Monday, July 8, 2013

Ramadan Mubarak

For Muslims throughout the world, today is the start of the Islamic holy month of Ramadan. During this time Muslims fast, even from water, between sunrise and sunset. When the sun sets, the fast is broken by the itfar, a communal meal. As with the other so-called Abrahamic faiths (i.e., Judaism and Christianity), prayer, along with other spiritual practices, such as holy reading, increased attendance at communal worship, along with alms-giving go hand-in-hand with fasting. As I never tire of mentioning (truth, especially that born of and only verified through experience, bears repeating), prayer tends to be subjective and alms-giving, or serving the less fortunate, can be too outward directed, thus does fasting play an important integrating function, locating the inward and outward directly in our bodies, helping us to constantly purify our motives.

It is significant that before Ramadan ends that the Eastern Christian Dormition Fast, leading up the Solemnity of the Bodily Assumption (called the Dormition- falling asleep- by most Eastern Christians) of the Blessed Virgin Mary, which goes from 1 August- 15 August, begins. Hence, creating an overlap of a few days, which is appropriate and perhaps even provendential given that Mary is venerated among Muslims.

I think it especially important in these times when humanity seems to me to be so divided, plus being the Year of Faith ushered in by the fiftieth anniversary of the beginning of the Second Vatican Ecumenical Council, even while keeping in mind the plight of my Christian brothers and sisters in Syria, Egypt, Turkey, Libya, and elsewhere, that we are once again reminded of the words of the Council's Declaration Nostra Aetate: On The Relation of the Church to Non-Christian Religions:

The Church regards with esteem also the Moslems.

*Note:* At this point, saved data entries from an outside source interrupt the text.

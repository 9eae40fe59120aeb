//! Schema migrations for the `adv` schema
//!
//! Idempotent; run with the admin pool. Concurrent runs serialize on an
//! advisory lock.

use sqlx::{PgConnection, PgPool};

use super::repos::DbError;

/// Advisory lock key held while migrating
const MIGRATION_LOCK: i64 = 0x6164_765f_6d69_67;

/// Create schema, tables, indexes and the keyword search function
pub async fn run(pool: &PgPool) -> Result<(), DbError> {
    tracing::info!("Running adv migrations...");

    let mut tx = pool.begin().await?;
    sqlx::query("SELECT pg_advisory_xact_lock($1)")
        .bind(MIGRATION_LOCK)
        .execute(&mut *tx)
        .await?;

    sqlx::query("CREATE SCHEMA IF NOT EXISTS adv")
        .execute(&mut *tx)
        .await?;

    sqlx::query(
        r#"
        CREATE TABLE IF NOT EXISTS adv.categories (
            id BIGINT GENERATED BY DEFAULT AS IDENTITY PRIMARY KEY,
            name TEXT NOT NULL UNIQUE
        )
        "#,
    )
    .execute(&mut *tx)
    .await?;

    sqlx::query(
        r#"
        CREATE TABLE IF NOT EXISTS adv.profiles (
            id BIGINT GENERATED BY DEFAULT AS IDENTITY PRIMARY KEY,
            nickname TEXT NOT NULL,
            fio TEXT NOT NULL,
            email TEXT NOT NULL UNIQUE,
            phone_number TEXT NOT NULL,
            password TEXT NOT NULL
        )
        "#,
    )
    .execute(&mut *tx)
    .await?;

    // Capability rows share the profile id
    sqlx::query(
        r#"
        CREATE TABLE IF NOT EXISTS adv.customers (
            profile_id BIGINT PRIMARY KEY REFERENCES adv.profiles(id),
            rating INTEGER DEFAULT 0
        )
        "#,
    )
    .execute(&mut *tx)
    .await?;

    sqlx::query(
        r#"
        CREATE TABLE IF NOT EXISTS adv.sellers (
            profile_id BIGINT PRIMARY KEY REFERENCES adv.profiles(id),
            rating INTEGER DEFAULT 0
        )
        "#,
    )
    .execute(&mut *tx)
    .await?;

    sqlx::query(
        r#"
        CREATE TABLE IF NOT EXISTS adv.adverts (
            id BIGINT GENERATED BY DEFAULT AS IDENTITY PRIMARY KEY,
            content TEXT NOT NULL,
            description TEXT NOT NULL DEFAULT '',
            id_category BIGINT NOT NULL REFERENCES adv.categories(id),
            price BIGINT NOT NULL CHECK (price >= 0),
            status SMALLINT NOT NULL DEFAULT 1,
            id_seller BIGINT NOT NULL REFERENCES adv.sellers(profile_id) ON DELETE CASCADE,
            date_created TIMESTAMPTZ NOT NULL DEFAULT NOW()
        )
        "#,
    )
    .execute(&mut *tx)
    .await?;

    sqlx::query(
        r#"
        CREATE TABLE IF NOT EXISTS adv.likes (
            id BIGINT GENERATED BY DEFAULT AS IDENTITY PRIMARY KEY,
            id_customer BIGINT NOT NULL REFERENCES adv.customers(profile_id) ON DELETE CASCADE,
            id_advert BIGINT NOT NULL REFERENCES adv.adverts(id) ON DELETE CASCADE,
            date_created TIMESTAMPTZ NOT NULL DEFAULT NOW(),
            UNIQUE (id_customer, id_advert)
        )
        "#,
    )
    .execute(&mut *tx)
    .await?;

    sqlx::query(
        r#"
        CREATE TABLE IF NOT EXISTS adv.deals (
            id BIGINT GENERATED BY DEFAULT AS IDENTITY PRIMARY KEY,
            id_customer BIGINT NOT NULL REFERENCES adv.customers(profile_id) ON DELETE CASCADE,
            id_advert BIGINT NOT NULL REFERENCES adv.adverts(id) ON DELETE CASCADE,
            address TEXT NOT NULL DEFAULT 'online',
            status INTEGER NOT NULL DEFAULT 0,
            date_created TIMESTAMPTZ NOT NULL DEFAULT NOW(),
            UNIQUE (id_customer, id_advert)
        )
        "#,
    )
    .execute(&mut *tx)
    .await?;

    sqlx::query(
        r#"
        CREATE OR REPLACE FUNCTION adv.search_adverts(pattern TEXT)
        RETURNS SETOF adv.adverts
        LANGUAGE sql STABLE
        AS $$
            SELECT *
            FROM adv.adverts
            WHERE content LIKE pattern OR description LIKE pattern
            ORDER BY date_created DESC
        $$
        "#,
    )
    .execute(&mut *tx)
    .await?;

    create_indexes(&mut *tx).await?;
    tx.commit().await?;

    tracing::info!("adv migrations complete");
    Ok(())
}

async fn create_indexes(conn: &mut PgConnection) -> Result<(), DbError> {
    for statement in [
        "CREATE INDEX IF NOT EXISTS idx_adverts_created ON adv.adverts(date_created DESC)",
        "CREATE INDEX IF NOT EXISTS idx_adverts_category ON adv.adverts(id_category)",
        "CREATE INDEX IF NOT EXISTS idx_adverts_seller ON adv.adverts(id_seller)",
        "CREATE INDEX IF NOT EXISTS idx_deals_customer ON adv.deals(id_customer)",
    ] {
        sqlx::query(statement).execute(&mut *conn).await?;
    }
    Ok(())
}
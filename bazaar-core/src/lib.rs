//! Role-scoped data access for the bazaar classifieds marketplace.
//!
//! - [`db`]: role registry, request sessions, repositories, migrations, grants
//! - [`models`]: row types and validated inputs
//! - [`services`]: ownership rules and viewer-aware feeds over the repositories
//! - [`locator`]: per-request composition of sessions, repositories and services

pub mod config;
pub mod db;
pub mod error;
pub mod locator;
pub mod models;
pub mod services;

pub use config::{BazaarConfig, ConfigError};
pub use db::{DbError, Role, RoleRegistry, Session};
pub use error::{Result, ServiceError};
pub use locator::{Repositories, ServiceLocator};
pub use models::{Advert, AdvertWithCategoryDto, Viewer};
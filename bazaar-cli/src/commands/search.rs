use anyhow::{Context, Result};
use bazaar_core::{Advert, Role, RoleRegistry, ServiceLocator};
use clap::Parser;

use super::{print_json, truncate};

#[derive(Parser, Debug)]
pub struct SearchArgs {
    /// Substring to match in content or description
    pub keyword: String,

    /// Output as JSON
    #[arg(long)]
    pub json: bool,
}

pub async fn run_search(args: SearchArgs, registry: &RoleRegistry) -> Result<()> {
    let locator = ServiceLocator::open(registry, Role::AnyUser);
    let adverts = locator
        .adverts()
        .search_adverts(&args.keyword)
        .await
        .with_context(|| format!("Search for '{}' failed", args.keyword))?;
    locator.close().await;

    if args.json {
        return print_json(&adverts);
    }
    print_adverts(&adverts);
    Ok(())
}

fn print_adverts(adverts: &[Advert]) {
    if adverts.is_empty() {
        println!("No matches.");
        return;
    }
    println!("{:>6}  {:>10}  {:<20}  CONTENT", "ID", "PRICE", "CREATED");
    for advert in adverts {
        println!(
            "{:>6}  {:>10}  {:<20}  {}",
            advert.id,
            advert.price,
            advert.date_created.format("%Y-%m-%d %H:%M"),
            truncate(&advert.content, 60),
        );
    }
}
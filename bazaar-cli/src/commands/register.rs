use anyhow::{Context, Result};
use bazaar_core::models::RegisterForm;
use bazaar_core::{Role, RoleRegistry, ServiceLocator};
use clap::Parser;

#[derive(Parser, Debug)]
pub struct RegisterArgs {
    #[arg(long)]
    pub nickname: String,

    /// Full name
    #[arg(long)]
    pub fio: String,

    #[arg(long)]
    pub email: String,

    #[arg(long)]
    pub phone: String,

    /// Plaintext password (hashed before storage)
    #[arg(long, env = "BAZAAR_PASSWORD", hide_env_values = true)]
    pub password: String,
}

pub async fn run_register(args: RegisterArgs, registry: &RoleRegistry) -> Result<()> {
    let form = RegisterForm {
        nickname: args.nickname,
        fio: args.fio,
        email: args.email,
        phone_number: args.phone,
        password: args.password,
    };

    let locator = ServiceLocator::open(registry, Role::AuthorizedUser);
    let user = locator
        .auth()
        .register(form)
        .await
        .context("Registration failed")?;
    locator.close().await;

    println!("✓ Registered {} (id {})", user.email, user.id);
    Ok(())
}
//! Repository traits and their Postgres implementations
//!
//! Each repository follows these patterns:
//! - Holds one request-scoped [`Session`](super::Session), never a pool
//! - Reads return `Ok(None)` / `Ok(vec![])` for absence, `Err` for failure
//! - Writes run in a transaction; constraint violations roll back to `Ok(None)`
//! - Feed rows are enriched in a single JOIN (no N+1)

pub mod adverts;
pub mod categories;
pub mod deals;
pub mod liked;
pub mod users;

use sqlx::{Postgres, Transaction};

use super::roles::Role;

pub use adverts::{AdvertRepository, PgAdvertRepository};
pub use categories::{CategoryRepository, PgCategoryRepository};
pub use deals::{DealRepository, PgDealRepository};
pub use liked::{LikedRepository, PgLikedRepository};
pub use users::{PgUserRepository, UserRepository};

/// Database error type
#[derive(Debug, thiserror::Error)]
pub enum DbError {
    #[error("database error: {0}")]
    Sqlx(#[from] sqlx::Error),

    #[error("session for role '{role}' is closed")]
    SessionClosed { role: Role },
}

impl DbError {
    /// Unique, foreign key or check constraint rejected the statement.
    pub fn is_constraint_violation(&self) -> bool {
        match self {
            Self::Sqlx(sqlx::Error::Database(db)) => {
                db.is_unique_violation() || db.is_foreign_key_violation() || db.is_check_violation()
            }
            _ => false,
        }
    }
}

/// Roll back a failed write.
///
/// Constraint violations are expected outcomes and settle as `Ok(None)`;
/// anything else is returned to the caller.
pub(crate) async fn settle_failed<T>(
    tx: Transaction<'_, Postgres>,
    operation: &'static str,
    err: sqlx::Error,
) -> Result<Option<T>, DbError> {
    if let Err(rollback_err) = tx.rollback().await {
        tracing::error!(operation, error = %rollback_err, "rollback failed");
    }

    let err = DbError::from(err);
    if err.is_constraint_violation() {
        tracing::warn!(operation, error = %err, "constraint violation, rolled back");
        Ok(None)
    } else {
        tracing::error!(operation, error = %err, "write failed, rolled back");
        Err(err)
    }
}
//! Request-scoped database session
//!
//! A session owns at most one pooled connection for one role. Statements
//! are serialized through an async mutex, so a session is never driven by
//! two in-flight operations at once. The connection is taken from the pool
//! on first use and handed back on `close()` or drop.

use sqlx::pool::PoolConnection;
use sqlx::{PgPool, Postgres};
use tokio::sync::{MappedMutexGuard, Mutex, MutexGuard};

use super::repos::DbError;
use super::roles::Role;

/// Exclusive handle on the session's connection
pub type SessionConnection<'a> = MappedMutexGuard<'a, PoolConnection<Postgres>>;

enum Slot {
    Idle,
    Open(PoolConnection<Postgres>),
    Closed,
}

pub struct Session {
    role: Role,
    pool: PgPool,
    slot: Mutex<Slot>,
}

impl Session {
    pub(crate) fn new(role: Role, pool: PgPool) -> Self {
        Self {
            role,
            pool,
            slot: Mutex::new(Slot::Idle),
        }
    }

    pub fn role(&self) -> Role {
        self.role
    }

    /// Whether a pooled connection is currently held.
    pub async fn is_open(&self) -> bool {
        matches!(*self.slot.lock().await, Slot::Open(_))
    }

    /// Lock the session and return its connection, acquiring one on first use.
    ///
    /// The returned guard must be dropped before the next call; holding it
    /// across another repository call on the same session deadlocks.
    pub async fn connection(&self) -> Result<SessionConnection<'_>, DbError> {
        let mut slot = self.slot.lock().await;

        if matches!(*slot, Slot::Closed) {
            return Err(DbError::SessionClosed { role: self.role });
        }
        if matches!(*slot, Slot::Idle) {
            let conn = self.pool.acquire().await?;
            tracing::debug!(role = %self.role, "session connection acquired");
            *slot = Slot::Open(conn);
        }

        MutexGuard::try_map(slot, |slot| match slot {
            Slot::Open(conn) => Some(conn),
            _ => None,
        })
        .map_err(|_| DbError::SessionClosed { role: self.role })
    }

    /// Release the connection back to the pool. Later statements fail.
    pub async fn close(&self) {
        let mut slot = self.slot.lock().await;
        if let Slot::Open(_) = std::mem::replace(&mut *slot, Slot::Closed) {
            tracing::debug!(role = %self.role, "session connection released");
        }
    }
}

They adore the one God, living and subsisting in Himself; merciful and all- powerful, the Creator of heaven and earth, who has spoken to men; they take pains to submit wholeheartedly to even His inscrutable decrees, just as Abraham, with whom the faith of Islam takes pleasure in linking itself, submitted to God. Though they do not acknowledge Jesus as God, they revere Him as a prophet. They also honor Mary, His virgin Mother; at times they even call on her with devotion. In addition, they await the day of judgment when God will render their deserts to all those who have been raised up from the dead. Finally, they value the moral life and worship God especially through prayer, almsgiving and fasting.

Since in the course of centuries not a few quarrels and hostilities have arisen between Christians and Moslems, this sacred synod urges all to forget the past and to work sincerely for mutual understanding and to preserve as well as to promote together for the benefit of all mankind social justice and moral welfare, as well as peace and freedom (par. 3)
In light of my several recent posts on the vital importance of memory, the word "forget" in the English text is not lost on me. The Latin word in the editio typica is obliviscentes, from oblivisci, which can also mean "disregard," or "neglect." It seems to me that forgiveness can accurately be described as choosing to disregard a wrong inflicted, choosing to neglect it rather to focus on it, which amounts to a refusal to nurse grudges.

It seems to many people in the West that the holy month of Ramadan is all over the Gregorian calendar. It seems this way because it is! The Islamic holy year, of which Ramadan is the ninth month, is reckoned in a lunar manner, not a solar one. So, to all my Muslim friends here and abroad, as well as to my few Muslim readers, Ramadan Mubarak; Ramadan Kareem. Through your fasting, prayer, and care for the poor, may the God of Abraham draw you closer to himself and make you instruments of his peace.

During this month I am going to watch the amazing movie Of Gods and Men.